Open Letter to Birth-workers for Epilepsy Awareness Week

Dear Birth workers, (Doctors, midwives, doulas etc)

This week is Epilepsy Awareness Week so I am writing an open letter to you all reflecting on my experience of being labelled ‘High-Risk’ in pregnancy due to having Epilepsy. I became pregnant in February 2015. This was my first baby, I was 30 years old. Around 2,500 women with epilepsy will have a baby each year in the UK. One in every 103 people has epilepsy. So the chances of you working with a woman and/or a family that has a member with Epilepsy is incredibly high. It is not an uncommon condition and I hope that this note might be a useful resource for those times.

First, I would like to say what utterly incredible work I think you all do. I am simply in awe of how hard you all work and I cannot begin to say how grateful I am for you. However, my experience of care during pregnancy and  postnatal period was very challenging and has left me saddened, which is the reason for this letter.

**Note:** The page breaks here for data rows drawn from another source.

// Copyright 2025 Dustin McAfee
//
// Licensed under the Apache License, Version 2.0 (the "License");
// you may not use this file except in compliance with the License.
// You may obtain a copy of the License at
//
//     http://www.apache.org/licenses/LICENSE-2.0
//
// Unless required by applicable law or agreed to in writing, software
// distributed under the License is distributed on an "AS IS" BASIS,
// WITHOUT WARRANTIES OR CONDITIONS OF ANY KIND, either express or implied.
// See the License for the specific language governing permissions and
// limitations under the License.

//! Frame allocation and output sinks.
//!
//! [`background_frame`] builds the white frame every encoder paints into.
//! An [`ImageSink`] receives the finished bytes; the encoders themselves
//! never touch the filesystem.

use std::io;
use std::path::{Path, PathBuf};

use bytes::{BufMut, BytesMut};

use crate::packed::Packed422Encoding;
use crate::{Canvas, ColorTable, FormatEncoder, PixelFormat, Region};

/// Default file stem used by [`FileSink::in_temp_dir`].
pub const DEFAULT_STEM: &str = "geometric_image";

/// Allocates a frame of exactly `format.frame_size(..)` bytes filled with
/// the format's background colour.
///
/// # Panics
///
/// Panics if the frame size overflows `usize`. [`crate::Generator`] checks
/// this before allocating.
#[must_use]
pub fn background_frame(format: PixelFormat, canvas: &Canvas) -> BytesMut {
    let (width, height) = (canvas.width(), canvas.height());
    let size = format.frame_size(width, height);
    let mut buf = BytesMut::with_capacity(size);

    match format {
        PixelFormat::Rgb24 => {
            let rgb = ColorTable::rgb(Region::Background);
            for _ in 0..width * height {
                buf.put_slice(&rgb);
            }
        }
        PixelFormat::Yuyv => fill_packed(&mut buf, Packed422Encoding::YUYV, width, height),
        PixelFormat::Uyvy => fill_packed(&mut buf, Packed422Encoding::UYVY, width, height),
        PixelFormat::Yvyu => fill_packed(&mut buf, Packed422Encoding::YVYU, width, height),
        PixelFormat::I420 => {
            let bg = ColorTable::yuv(format, Region::Background);
            let chroma_len = width.div_ceil(2) * height.div_ceil(2);
            buf.put_bytes(bg.y, width * height);
            buf.put_bytes(bg.u, chroma_len);
            buf.put_bytes(bg.v, chroma_len);
        }
    }

    debug_assert_eq!(buf.len(), size);
    buf
}

/// Background macropixels, the last one cut to two bytes on odd widths.
fn fill_packed(buf: &mut BytesMut, encoding: Packed422Encoding, width: usize, height: usize) {
    let bg = ColorTable::yuv(encoding.format(), Region::Background);
    let macropixel = encoding.pack(bg.y, bg.y, bg.u, bg.v);
    let row_bytes = width * 2;
    for _ in 0..height {
        for offset in (0..row_bytes).step_by(4) {
            let n = (row_bytes - offset).min(4);
            buf.put_slice(&macropixel[..n]);
        }
    }
}

/// Destination for finished frames.
pub trait ImageSink {
    /// Persists `data` verbatim.
    ///
    /// # Errors
    ///
    /// Returns any I/O error raised by the destination.
    fn write_image(&mut self, format: PixelFormat, data: &[u8]) -> io::Result<()>;
}

/// Collects frames in memory, back to back.
impl ImageSink for Vec<u8> {
    fn write_image(&mut self, _format: PixelFormat, data: &[u8]) -> io::Result<()> {
        self.extend_from_slice(data);
        Ok(())
    }
}

/// Writes each frame to `<dir>/<stem>.<extension>`.
#[derive(Debug, Clone, PartialEq, Eq)]
pub struct FileSink {
    dir: PathBuf,
    stem: String,
}

impl FileSink {
    pub fn new(dir: impl Into<PathBuf>, stem: impl Into<String>) -> Self {
        Self {
            dir: dir.into(),
            stem: stem.into(),
        }
    }

    /// `<temp dir>/geometric_image.<extension>`
    #[must_use]
    pub fn in_temp_dir() -> Self {
        Self::new(std::env::temp_dir(), DEFAULT_STEM)
    }

    #[must_use]
    pub fn dir(&self) -> &Path {
        &self.dir
    }

    /// Path a frame of `format` is written to.
    #[must_use]
    pub fn path_for(&self, format: PixelFormat) -> PathBuf {
        self.dir
            .join(format!("{}.{}", self.stem, format.extension()))
    }
}

impl ImageSink for FileSink {
    fn write_image(&mut self, format: PixelFormat, data: &[u8]) -> io::Result<()> {
        if self.stem.is_empty() {
            return Err(io::Error::new(
                io::ErrorKind::InvalidInput,
                "FileSink: empty file stem",
            ));
        }
        let path = self.path_for(format);
        std::fs::write(&path, data)?;

        #[cfg(feature = "debug-logging")]
        log::debug!("FileSink: wrote {} bytes to {}", data.len(), path.display());

        Ok(())
    }
}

Early on in my pregnancy I was given a list of things I, ‘A Pregnant-Epileptic-Mum’ could not do. First on this list it said “Do Not Carry your baby on stairs”. I live in a garden flat accessed by a steep flight of metal steps. I had nightmares after that appointment for the rest of my pregnancy and still get twinges of fear when I am on the stairs with my baby – am I being irresponsible to go out and buy food?! My interactions with the medical staff left me feeling trapped and like my very existence was endangering my unborn child. Even that I was incredibly selfish to want to have a child.  I was made to feel toxic, and that no one wanted to ‘be responsible’ for me. Basically people where frightened of me, or more accurately of Epilepsy. At 38 weeks I went into labour naturally and after 14 hours had a straightforward, hospital vaginal delivery, supported by my amazing Doula and family. And despite all the concerns and disabling lists it was extraordinarily ordinary.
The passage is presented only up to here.